Torna a Roma Mario Giacomelli, con una mostra di sessantasei fotografie d’epoca che coprono l’intera carriera dell’artista, presentando alcune delle sue fotografie più iconiche e più datate accanto a lavori mai visti prima del periodo della maturità, gli anni ’90. Una mostra dal titolo “Mario Giacomelli. Il tempo di vivere” a cura di Katiuscia Biondi Giacomelli in collaborazione con l’Archivio Mario Giacomelli presso la Galleria Gilda Lavia di Roma, ed aperta fino al 31 dicembre 2021,  invita lo spettatore a scendere nel flusso creativo dell’artista e accedere alla sua visione del mondo e della fotografia.

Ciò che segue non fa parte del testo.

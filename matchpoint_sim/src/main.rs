//! Matchpoint Simulator CLI
//!
//! Runs game scenarios on a virtual clock, or a live engine on the wall
//! clock, and reports what the score ledger recorded.

use clap::Parser;
use matchpoint_core::{GameConfig, GameRuntime, SimulationRequest};
use matchpoint_env::{LocalBus, TokioContext};
use matchpoint_sim::scenarios::ScenarioId;
use matchpoint_sim::{LedgerExport, ScenarioResult, ScenarioRunner, SimError, SimOverrides};
use std::time::Duration;
use tracing::{error, info, warn, Level};
use tracing_subscriber::{EnvFilter, FmtSubscriber};

/// Matchpoint game simulator
#[derive(Parser, Debug)]
#[command(name = "matchpoint-sim")]
#[command(about = "Run Matchpoint guessing-game simulations", long_about = None)]
struct Args {
    /// Master seed for determinism (0 = random from time)
    #[arg(short, long, default_value = "42")]
    seed: u64,

    /// Scenario to run (single_season, multi_season, crowd, concurrent, lossy_inputs, all)
    #[arg(short = 'S', long, default_value = "all")]
    scenario: String,

    /// Number of consecutive seeds to test (for CI mode)
    #[arg(long, default_value = "1")]
    seeds: usize,

    /// Engine configuration file (JSON GameConfig)
    #[arg(long)]
    config: Option<String>,

    /// Number of players per round
    #[arg(short, long)]
    players: Option<usize>,

    /// Root seed refresh period in milliseconds (live mode)
    #[arg(long)]
    seed_interval_ms: Option<u64>,

    /// Seasons per simulation
    #[arg(long)]
    seasons: Option<u32>,

    /// Rounds per season
    #[arg(short, long)]
    rounds: Option<u32>,

    /// Delay between rounds in milliseconds
    #[arg(long)]
    round_interval_ms: Option<u64>,

    /// Delay between seasons in milliseconds
    #[arg(long)]
    season_interval_ms: Option<u64>,

    /// Number of simulations to create
    #[arg(long)]
    simulations: Option<usize>,

    /// Run one live engine on the wall clock instead of scenarios
    #[arg(long)]
    live: bool,

    /// Verbose output
    #[arg(short, long)]
    verbose: bool,

    /// JSON output for CI parsing
    #[arg(long)]
    json: bool,

    /// Export score cards and round histories to a JSON file
    #[arg(long)]
    export: Option<String>,
}

impl Args {
    fn game_config(&self) -> Result<Option<GameConfig>, SimError> {
        let mut game = match &self.config {
            Some(path) => Some(GameConfig::from_json(&std::fs::read_to_string(path)?)?),
            None => None,
        };
        if let Some(ms) = self.seed_interval_ms {
            game = Some(game.unwrap_or_default().with_seed_interval_ms(ms));
        }
        Ok(game)
    }

    fn overrides(&self) -> Result<SimOverrides, SimError> {
        Ok(SimOverrides {
            game: self.game_config()?,
            players: self.players,
            simulations: self.simulations,
            seasons: self.seasons,
            rounds: self.rounds,
            round_interval_ms: self.round_interval_ms,
            season_interval_ms: self.season_interval_ms,
        })
    }
}

/// Runs a live engine on tokio with the seed timer enabled and waits for
/// every simulation to finish.
fn run_live(args: &Args) -> Result<LedgerExport, SimError> {
    let mut game = args.game_config()?.unwrap_or_default();
    if let Some(players) = args.players {
        game = game.with_players(players);
    }
    let request = SimulationRequest::new(args.seasons.unwrap_or(2), args.rounds.unwrap_or(3))
        .with_intervals(
            args.round_interval_ms.unwrap_or(1_000),
            args.season_interval_ms.unwrap_or(5_000),
        );
    request.validate()?;
    let simulations = args.simulations.unwrap_or(1);

    let max_wait = request.total_pacing().saturating_add(Duration::from_secs(30));

    let rt = tokio::runtime::Builder::new_multi_thread().enable_all().build()?;
    rt.block_on(async {
        let runtime = GameRuntime::new(TokioContext::shared(), LocalBus::shared(), game);
        runtime.start()?;

        let mut ids = Vec::with_capacity(simulations);
        for _ in 0..simulations {
            let id = runtime.create_simulation(request.clone()).await?;
            info!("Simulation {} accepted", id);
            ids.push(id);
        }

        let mut export = LedgerExport::new("live", runtime.latest_seed() as u64);
        let mut all_complete = true;
        for id in &ids {
            if !runtime.wait_for_completion(*id, Duration::from_millis(50), max_wait).await {
                warn!("Simulation {} did not complete within {:?}", id, max_wait);
                all_complete = false;
            }
        }

        for card in runtime.list_simulations() {
            let id = card.simulation_id;
            info!("Simulation {} [{:?}] {:?}", id, card.status, card.players_score);
            export.add_simulation(card, runtime.simulation(id), runtime.simulation_detail(id));
        }
        export.finalize(all_complete, None, 0);

        runtime.shutdown();
        Ok::<_, SimError>(export)
    })
}

fn main() {
    let args = Args::parse();

    // Initialize logging; RUST_LOG wins over --verbose
    let level = if args.verbose { Level::DEBUG } else { Level::INFO };
    let filter = EnvFilter::try_from_default_env().unwrap_or_else(|_| EnvFilter::new(level.as_str().to_lowercase()));
    let subscriber = FmtSubscriber::builder()
        .with_env_filter(filter)
        .with_writer(std::io::stderr)
        .finish();
    if let Err(e) = tracing::subscriber::set_global_default(subscriber) {
        eprintln!("Failed to set tracing subscriber: {}", e);
    }

    if !args.json {
        info!("Matchpoint Simulator v{}", env!("CARGO_PKG_VERSION"));
        info!("━━━━━━━━━━━━━━━━━━━━━━━━━━━━━━━━━━━━━━━━━━━━━━━━━━━━━");
    }

    if args.live {
        match run_live(&args) {
            Ok(export) => {
                if let Some(path) = &args.export {
                    if let Err(e) = export.write_to_file(path) {
                        error!("Failed to write export: {}", e);
                    }
                }
                if args.json {
                    match export.to_json() {
                        Ok(json) => println!("{}", json),
                        Err(e) => error!("Failed to encode summary: {}", e),
                    }
                }
                if !export.passed {
                    std::process::exit(1);
                }
            }
            Err(e) => {
                error!("Live run failed: {}", e);
                std::process::exit(1);
            }
        }
        return;
    }

    // Parse scenarios
    let scenarios: Vec<ScenarioId> = if args.scenario == "all" {
        ScenarioId::all()
    } else {
        vec![args.scenario.parse().unwrap_or_else(|e| {
            eprintln!("Error: {}", e);
            eprintln!("Available scenarios: single_season, multi_season, crowd, concurrent, lossy_inputs, all");
            std::process::exit(1);
        })]
    };

    if args.export.is_some() && (scenarios.len() > 1 || args.seeds > 1) {
        eprintln!("Error: --export only supports a single scenario and seed, not 'all'");
        std::process::exit(1);
    }

    let overrides = args.overrides().unwrap_or_else(|e| {
        eprintln!("Error: {}", e);
        std::process::exit(1);
    });

    // Determine base seed
    let base_seed = if args.seed == 0 {
        std::time::SystemTime::now()
            .duration_since(std::time::UNIX_EPOCH)
            .map(|d| d.as_nanos() as u64)
            .unwrap_or(42)
    } else {
        args.seed
    };

    // Track results
    let mut all_results: Vec<ScenarioResult> = Vec::new();
    let mut failed_count = 0;

    for seed_offset in 0..args.seeds {
        let seed = base_seed.wrapping_add(seed_offset as u64);
        let runner = ScenarioRunner::new(seed).with_overrides(overrides.clone());

        for scenario in &scenarios {
            let (result, export) = runner.run_with_export(*scenario);

            if let Some(path) = &args.export {
                match export.write_to_file(path) {
                    Ok(()) => info!("Exported {} rounds to {}", export.rounds(), path),
                    Err(e) => error!("Failed to write export: {}", e),
                }
            }

            if !args.json {
                if result.passed {
                    info!("✓ {} (seed={}) PASSED", scenario.name(), seed);
                } else {
                    error!(
                        "✗ {} (seed={}) FAILED: {}",
                        scenario.name(),
                        seed,
                        result.failure_reason.as_deref().unwrap_or("unknown")
                    );
                }
            }

            if !result.passed {
                failed_count += 1;
            }

            all_results.push(result);
        }
    }

    // Summary
    let total = all_results.len();
    let passed = total - failed_count;

    if args.json {
        let summary = serde_json::json!({
            "total": total,
            "passed": passed,
            "failed": failed_count,
            "results": all_results.iter().map(|r| {
                serde_json::json!({
                    "scenario": r.scenario.name(),
                    "seed": r.seed,
                    "passed": r.passed,
                    "simulations": r.simulations,
                    "completed": r.completed,
                    "stalled": r.stalled,
                    "rounds": r.rounds_observed,
                    "time_secs": r.final_time_secs,
                    "events_published": r.metrics.events_published,
                    "events_dropped": r.metrics.events_dropped,
                    "match_points": r.metrics.match_points,
                    "failure_reason": r.failure_reason,
                })
            }).collect::<Vec<_>>(),
        });
        match serde_json::to_string_pretty(&summary) {
            Ok(json) => println!("{}", json),
            Err(e) => error!("Failed to encode summary: {}", e),
        }
    } else {
        info!("");
        info!("━━━━━━━━━━━━━━━━━━━━━━━━━━━━━━━━━━━━━━━━━━━━━━━━━━━━━");

        if failed_count == 0 {
            info!("✅ All {} scenario runs passed!", total);
        } else {
            error!("❌ {}/{} scenario runs failed!", failed_count, total);

            for result in &all_results {
                if !result.passed {
                    error!(
                        "  - {} seed={}: {}",
                        result.scenario.name(),
                        result.seed,
                        result.failure_reason.as_deref().unwrap_or("unknown")
                    );
                }
            }
        }
    }

    // Exit with proper code for CI
    if failed_count > 0 {
        std::process::exit(1);
    }
}
//! Core environment context trait for Matchpoint components.

use async_trait::async_trait;
use std::future::Future;
use std::time::{Duration, SystemTime};

use crate::error::EnvError;

/// Handle to a task spawned through a [`GameContext`].
///
/// Dropping the handle does NOT cancel the task; call [`TaskHandle::abort`].
#[derive(Debug)]
pub struct TaskHandle {
    name: String,
    inner: tokio::task::AbortHandle,
}

impl TaskHandle {
    /// Wraps a tokio abort handle.
    pub fn new(name: impl Into<String>, inner: tokio::task::AbortHandle) -> Self {
        Self {
            name: name.into(),
            inner,
        }
    }

    /// Cancels the task. A task that already finished is unaffected.
    pub fn abort(&self) {
        self.inner.abort();
    }

    /// Returns true once the task has run to completion or been aborted.
    pub fn is_finished(&self) -> bool {
        self.inner.is_finished()
    }

    /// Returns the name the task was spawned with.
    pub fn name(&self) -> &str {
        &self.name
    }
}

/// The central interface for Environment Interaction.
///
/// This trait abstracts the runtime so that the game engine can run
/// against the wall clock in production and against a virtual clock
/// in the simulation harness.
///
/// # Implementations
///
/// - **Production**: `TokioContext` - wraps `tokio::time`, `tokio::spawn`
/// - **Simulation**: `SimContext` - virtual clock, seeded `ChaCha8Rng`
#[async_trait]
pub trait GameContext: Send + Sync + 'static {
    /// Returns the current monotonic time since context creation.
    fn now(&self) -> Duration;

    /// Returns the wall-clock time used for envelope timestamps.
    fn system_time(&self) -> SystemTime;

    /// Suspends the calling task for the given duration.
    ///
    /// Never blocks the thread: other tasks keep running.
    async fn sleep(&self, duration: Duration);

    /// Spawns a background task and returns a cancellable handle.
    ///
    /// # Errors
    /// `EnvError::ContextError` when the task cannot be enqueued
    /// (e.g. no runtime is available on the calling thread).
    fn spawn<F>(&self, name: &str, future: F) -> Result<TaskHandle, EnvError>
    where
        F: Future<Output = ()> + Send + 'static;

    /// Returns the context's seed (for logging/debugging).
    ///
    /// In production, returns 0 (not seeded).
    fn seed(&self) -> u64;

    /// Milliseconds since the UNIX epoch according to `system_time()`.
    fn timestamp_ms(&self) -> u64 {
        self.system_time()
            .duration_since(std::time::UNIX_EPOCH)
            .map(|d| d.as_millis() as u64)
            .unwrap_or(0)
    }
}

La copiosa produzione di Mario Giacomelli è una sorta di lungo film della durata di un’intera vita e le fotografie ne sono i fotogrammi. Un tutt’uno che è racconto, sogno, memoria, linguaggio dell’inconscio, con cui il reale si impasta. Una fotografia pregna di vita, e della vita Giacomelli prende anche “le contraddizioni e le sbavature”. Pezzi di mondo che respirano l’infinito e cadono nelle profondità: “l’immagine è un prodotto di una forza interiore senza volto che esplode dentro lo spazio. Scompongo e ricompongo per significare” (M. Giacomelli, manoscritti anni ’90).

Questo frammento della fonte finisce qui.